== Work task ==
Return the listing below word for word.

== Data for processing ==
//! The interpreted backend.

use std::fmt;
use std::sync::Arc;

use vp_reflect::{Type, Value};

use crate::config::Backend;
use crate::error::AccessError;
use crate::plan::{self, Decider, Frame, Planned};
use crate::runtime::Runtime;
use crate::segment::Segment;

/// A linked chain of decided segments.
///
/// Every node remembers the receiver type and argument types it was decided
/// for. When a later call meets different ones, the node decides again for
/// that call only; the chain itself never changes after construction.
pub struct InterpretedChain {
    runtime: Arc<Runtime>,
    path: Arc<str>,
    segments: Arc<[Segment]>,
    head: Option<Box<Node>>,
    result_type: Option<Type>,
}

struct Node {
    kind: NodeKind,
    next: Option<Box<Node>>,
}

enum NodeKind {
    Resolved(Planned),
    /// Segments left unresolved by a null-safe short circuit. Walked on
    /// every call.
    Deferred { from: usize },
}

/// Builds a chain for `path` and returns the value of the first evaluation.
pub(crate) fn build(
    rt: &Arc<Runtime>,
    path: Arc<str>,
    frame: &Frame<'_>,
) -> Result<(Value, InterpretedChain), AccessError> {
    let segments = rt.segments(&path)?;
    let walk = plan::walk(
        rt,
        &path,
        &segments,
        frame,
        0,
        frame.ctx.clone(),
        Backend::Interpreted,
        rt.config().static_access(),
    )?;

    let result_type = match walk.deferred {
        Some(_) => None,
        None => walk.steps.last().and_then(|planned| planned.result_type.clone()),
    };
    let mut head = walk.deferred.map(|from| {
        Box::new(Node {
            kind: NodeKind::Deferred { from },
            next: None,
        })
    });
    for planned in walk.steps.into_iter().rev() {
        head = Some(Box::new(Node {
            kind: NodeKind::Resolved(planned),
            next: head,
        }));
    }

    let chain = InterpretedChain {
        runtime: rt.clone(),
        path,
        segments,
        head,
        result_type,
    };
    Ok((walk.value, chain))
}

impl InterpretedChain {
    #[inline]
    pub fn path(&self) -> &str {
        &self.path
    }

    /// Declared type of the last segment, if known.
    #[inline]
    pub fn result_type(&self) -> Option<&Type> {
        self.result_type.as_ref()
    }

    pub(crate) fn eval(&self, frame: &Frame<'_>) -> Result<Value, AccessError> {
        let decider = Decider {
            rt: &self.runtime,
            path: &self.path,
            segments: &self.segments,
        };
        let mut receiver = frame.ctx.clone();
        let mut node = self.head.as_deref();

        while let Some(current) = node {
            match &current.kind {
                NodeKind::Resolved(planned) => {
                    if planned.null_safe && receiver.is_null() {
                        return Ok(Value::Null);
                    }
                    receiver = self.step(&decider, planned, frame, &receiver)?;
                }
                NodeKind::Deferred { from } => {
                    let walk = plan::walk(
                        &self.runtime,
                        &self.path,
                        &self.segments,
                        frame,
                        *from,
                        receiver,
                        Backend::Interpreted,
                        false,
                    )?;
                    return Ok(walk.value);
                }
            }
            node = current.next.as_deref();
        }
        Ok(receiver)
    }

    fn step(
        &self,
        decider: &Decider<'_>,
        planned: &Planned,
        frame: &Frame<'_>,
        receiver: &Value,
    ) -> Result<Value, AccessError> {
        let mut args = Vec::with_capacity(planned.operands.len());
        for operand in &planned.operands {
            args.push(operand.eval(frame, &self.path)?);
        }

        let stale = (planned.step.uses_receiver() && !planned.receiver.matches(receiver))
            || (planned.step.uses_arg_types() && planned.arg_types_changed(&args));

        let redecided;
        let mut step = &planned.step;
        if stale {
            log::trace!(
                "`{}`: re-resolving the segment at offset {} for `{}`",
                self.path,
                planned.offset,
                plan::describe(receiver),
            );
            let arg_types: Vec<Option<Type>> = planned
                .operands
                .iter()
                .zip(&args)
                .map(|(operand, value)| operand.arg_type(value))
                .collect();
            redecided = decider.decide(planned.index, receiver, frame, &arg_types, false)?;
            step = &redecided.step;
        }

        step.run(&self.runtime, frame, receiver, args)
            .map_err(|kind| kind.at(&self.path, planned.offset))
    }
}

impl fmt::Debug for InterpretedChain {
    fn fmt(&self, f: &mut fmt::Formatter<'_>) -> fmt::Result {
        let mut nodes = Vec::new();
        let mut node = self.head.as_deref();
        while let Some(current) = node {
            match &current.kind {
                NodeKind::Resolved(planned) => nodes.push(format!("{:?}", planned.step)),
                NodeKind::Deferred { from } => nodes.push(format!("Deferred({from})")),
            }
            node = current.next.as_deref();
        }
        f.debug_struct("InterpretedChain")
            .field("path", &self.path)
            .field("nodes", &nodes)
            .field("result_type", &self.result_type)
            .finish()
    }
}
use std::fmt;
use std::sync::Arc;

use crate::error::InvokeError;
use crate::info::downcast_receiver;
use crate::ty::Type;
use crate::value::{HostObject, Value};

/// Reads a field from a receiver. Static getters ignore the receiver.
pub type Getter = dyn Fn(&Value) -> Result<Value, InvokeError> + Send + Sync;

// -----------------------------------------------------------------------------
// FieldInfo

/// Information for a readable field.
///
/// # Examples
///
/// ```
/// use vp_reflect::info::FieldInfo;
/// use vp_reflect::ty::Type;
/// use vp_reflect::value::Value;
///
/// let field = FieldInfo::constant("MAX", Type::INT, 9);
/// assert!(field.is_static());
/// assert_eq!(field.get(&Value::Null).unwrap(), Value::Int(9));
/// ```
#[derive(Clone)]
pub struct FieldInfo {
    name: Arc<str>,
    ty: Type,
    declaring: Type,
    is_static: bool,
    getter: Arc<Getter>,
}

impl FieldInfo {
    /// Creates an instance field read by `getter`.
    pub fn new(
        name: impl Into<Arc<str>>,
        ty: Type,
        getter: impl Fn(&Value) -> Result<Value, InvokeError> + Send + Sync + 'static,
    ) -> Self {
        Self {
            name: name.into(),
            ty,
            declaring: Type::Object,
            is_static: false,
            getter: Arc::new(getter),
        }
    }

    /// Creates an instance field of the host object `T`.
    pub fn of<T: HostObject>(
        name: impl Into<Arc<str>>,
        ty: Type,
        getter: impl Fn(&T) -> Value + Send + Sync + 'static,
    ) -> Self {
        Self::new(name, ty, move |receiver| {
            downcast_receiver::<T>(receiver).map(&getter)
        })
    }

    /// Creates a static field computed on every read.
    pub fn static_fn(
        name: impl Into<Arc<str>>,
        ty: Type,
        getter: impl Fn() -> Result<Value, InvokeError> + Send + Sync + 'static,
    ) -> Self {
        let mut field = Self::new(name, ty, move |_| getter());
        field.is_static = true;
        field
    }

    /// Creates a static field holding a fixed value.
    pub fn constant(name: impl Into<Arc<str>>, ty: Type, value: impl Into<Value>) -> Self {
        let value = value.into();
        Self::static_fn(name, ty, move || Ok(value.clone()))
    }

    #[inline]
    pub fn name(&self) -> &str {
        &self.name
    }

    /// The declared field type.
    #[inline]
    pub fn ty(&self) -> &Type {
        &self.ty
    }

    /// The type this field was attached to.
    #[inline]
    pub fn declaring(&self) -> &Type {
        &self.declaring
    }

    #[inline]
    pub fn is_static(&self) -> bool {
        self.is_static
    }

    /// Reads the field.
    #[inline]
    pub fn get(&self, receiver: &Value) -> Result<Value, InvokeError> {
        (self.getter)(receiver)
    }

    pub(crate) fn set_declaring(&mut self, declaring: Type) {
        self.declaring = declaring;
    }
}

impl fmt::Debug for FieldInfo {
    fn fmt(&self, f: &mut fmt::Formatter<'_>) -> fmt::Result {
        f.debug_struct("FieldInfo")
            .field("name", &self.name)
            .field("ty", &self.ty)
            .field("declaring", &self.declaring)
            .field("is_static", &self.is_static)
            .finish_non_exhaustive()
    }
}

== Written answer ==
//! The interpreted backend.

use std::fmt;
use std::sync::Arc;

use vp_reflect::{Type, Value};

use crate::config::Backend;
use crate::error::AccessError;
use crate::plan::{self, Decider, Frame, Planned};
use crate::runtime::Runtime;
use crate::segment::Segment;

/// A linked chain of decided segments.
///
/// Every node remembers the receiver type and argument types it was decided
/// for. When a later call meets different ones, the node decides again for
/// that call only; the chain itself never changes after construction.
pub struct InterpretedChain {
    runtime: Arc<Runtime>,
    path: Arc<str>,
    segments: Arc<[Segment]>,
    head: Option<Box<Node>>,
    result_type: Option<Type>,
}

struct Node {
    kind: NodeKind,
    next: Option<Box<Node>>,
}

enum NodeKind {
    Resolved(Planned),
    /// Segments left unresolved by a null-safe short circuit. Walked on
    /// every call.
    Deferred { from: usize },
}

/// Builds a chain for `path` and returns the value of the first evaluation.
pub(crate) fn build(
    rt: &Arc<Runtime>,
    path: Arc<str>,
    frame: &Frame<'_>,
) -> Result<(Value, InterpretedChain), AccessError> {
    let segments = rt.segments(&path)?;
    let walk = plan::walk(
        rt,
        &path,
        &segments,
        frame,
        0,
        frame.ctx.clone(),
        Backend::Interpreted,
        rt.config().static_access(),
    )?;

    let result_type = match walk.deferred {
        Some(_) => None,
        None => walk.steps.last().and_then(|planned| planned.result_type.clone()),
    };
    let mut head = walk.deferred.map(|from| {
        Box::new(Node {
            kind: NodeKind::Deferred { from },
            next: None,
        })
    });
    for planned in walk.steps.into_iter().rev() {
        head = Some(Box::new(Node {
            kind: NodeKind::Resolved(planned),
            next: head,
        }));
    }

    let chain = InterpretedChain {
        runtime: rt.clone(),
        path,
        segments,
        head,
        result_type,
    };
    Ok((walk.value, chain))
}

impl InterpretedChain {
    #[inline]
    pub fn path(&self) -> &str {
        &self.path
    }

    /// Declared type of the last segment, if known.
    #[inline]
    pub fn result_type(&self) -> Option<&Type> {
        self.result_type.as_ref()
    }

    pub(crate) fn eval(&self, frame: &Frame<'_>) -> Result<Value, AccessError> {
        let decider = Decider {
            rt: &self.runtime,
            path: &self.path,
            segments: &self.segments,
        };
        let mut receiver = frame.ctx.clone();
        let mut node = self.head.as_deref();

        while let Some(current) = node {
            match &current.kind {
                NodeKind::Resolved(planned) => {
                    if planned.null_safe && receiver.is_null() {
                        return Ok(Value::Null);
                    }
                    receiver = self.step(&decider, planned, frame, &receiver)?;
                }
                NodeKind::Deferred { from } => {
                    let walk = plan::walk(
                        &self.runtime,
                        &self.path,
                        &self.segments,
                        frame,
                        *from,
                        receiver,
                        Backend::Interpreted,
                        false,
                    )?;
                    return Ok(walk.value);
                }
            }
            node = current.next.as_deref();
        }
        Ok(receiver)
    }

    fn step(
        &self,
        decider: &Decider<'_>,
        planned: &Planned,
        frame: &Frame<'_>,
        receiver: &Value,
    ) -> Result<Value, AccessError> {
        let mut args = Vec::with_capacity(planned.operands.len());
        for operand in &planned.operands {
            args.push(operand.eval(frame, &self.path)?);
        }

        let stale = (planned.step.uses_receiver() && !planned.receiver.matches(receiver))
            || (planned.step.uses_arg_types() && planned.arg_types_changed(&args));

        let redecided;
        let mut step = &planned.step;
        if stale {
            log::trace!(
                "`{}`: re-resolving the segment at offset {} for `{}`",
                self.path,
                planned.offset,
                plan::describe(receiver),
            );
            let arg_types: Vec<Option<Type>> = planned
                .operands
                .iter()
                .zip(&args)
                .map(|(operand, value)| operand.arg_type(value))
                .collect();
            redecided = decider.decide(planned.index, receiver, frame, &arg_types, false)?;
            step = &redecided.step;
        }

        step.run(&self.runtime, frame, receiver, args)
            .map_err(|kind| kind.at(&self.path, planned.offset))
    }
}

impl fmt::Debug for InterpretedChain {
    fn fmt(&self, f: &mut fmt::Formatter<'_>) -> fmt::Result {
        let mut nodes = Vec::new();
        let mut node = self.head.as_deref();
        while let Some(current) = node {
            match &current.kind {
                NodeKind::Resolved(planned) => nodes.push(format!("{:?}", planned.step)),
                NodeKind::Deferred { from } => nodes.push(format!("Deferred({from})")),
            }
            node = current.next.as_deref();
        }
        f.debug_struct("InterpretedChain")
            .field("path", &self.path)
            .field("nodes", &nodes)
            .field("result_type", &self.result_type)
            .finish()
    }
}
use std::fmt;
use std::sync::Arc;

use crate::error::InvokeError;
use crate::info::downcast_receiver;
use crate::ty::Type;
use crate::value::{HostObject, Value};

/// Reads a field from a receiver. Static getters ignore the receiver.
pub type Getter = dyn Fn(&Value) -> Result<Value, InvokeError> + Send + Sync;

// -----------------------------------------------------------------------------
// FieldInfo

/// Information for a readable field.
///
/// # Examples
///
/// ```
/// use vp_reflect::info::FieldInfo;
/// use vp_reflect::ty::Type;
/// use vp_reflect::value::Value;
///
/// let field = FieldInfo::constant("MAX", Type::INT, 9);
/// assert!(field.is_static());
/// assert_eq!(field.get(&Value::Null).unwrap(), Value::Int(9));
/// ```
#[derive(Clone)]
pub struct FieldInfo {
    name: Arc<str>,
    ty: Type,
    declaring: Type,
    is_static: bool,
    getter: Arc<Getter>,
}

impl FieldInfo {
    /// Creates an instance field read by `getter`.
    pub fn new(
        name: impl Into<Arc<str>>,
        ty: Type,
        getter: impl Fn(&Value) -> Result<Value, InvokeError> + Send + Sync + 'static,
    ) -> Self {
        Self {
            name: name.into(),
            ty,
            declaring: Type::Object,
            is_static: false,
            getter: Arc::new(getter),
        }
    }

    /// Creates an instance field of the host object `T`.
    pub fn of<T: HostObject>(
        name: impl Into<Arc<str>>,
        ty: Type,
        getter: impl Fn(&T) -> Value + Send + Sync + 'static,
    ) -> Self {
        Self::new(name, ty, move |receiver| {
            downcast_receiver::<T>(receiver).map(&getter)
        })
    }

    /// Creates a static field computed on every read.
    pub fn static_fn(
        name: impl Into<Arc<str>>,
        ty: Type,
        getter: impl Fn() -> Result<Value, InvokeError> + Send + Sync + 'static,
    ) -> Self {
        let mut field = Self::new(name, ty, move |_| getter());
        field.is_static = true;
        field
    }

    /// Creates a static field holding a fixed value.
    pub fn constant(name: impl Into<Arc<str>>, ty: Type, value: impl Into<Value>) -> Self {
        let value = value.into();
        Self::static_fn(name, ty, move || Ok(value.clone()))
    }

    #[inline]
    pub fn name(&self) -> &str {
        &self.name
    }

    /// The declared field type.
    #[inline]
    pub fn ty(&self) -> &Type {
        &self.ty
    }

    /// The type this field was attached to.
    #[inline]
    pub fn declaring(&self) -> &Type {
        &self.declaring
    }

    #[inline]
    pub fn is_static(&self) -> bool {
        self.is_static
    }

    /// Reads the field.
    #[inline]
    pub fn get(&self, receiver: &Value) -> Result<Value, InvokeError> {
        (self.getter)(receiver)
    }

    pub(crate) fn set_declaring(&mut self, declaring: Type) {
        self.declaring = declaring;
    }
}

impl fmt::Debug for FieldInfo {
    fn fmt(&self, f: &mut fmt::Formatter<'_>) -> fmt::Result {
        f.debug_struct("FieldInfo")
            .field("name", &self.name)
            .field("ty", &self.ty)
            .field("declaring", &self.declaring)
            .field("is_static", &self.is_static)
            .finish_non_exhaustive()
    }
}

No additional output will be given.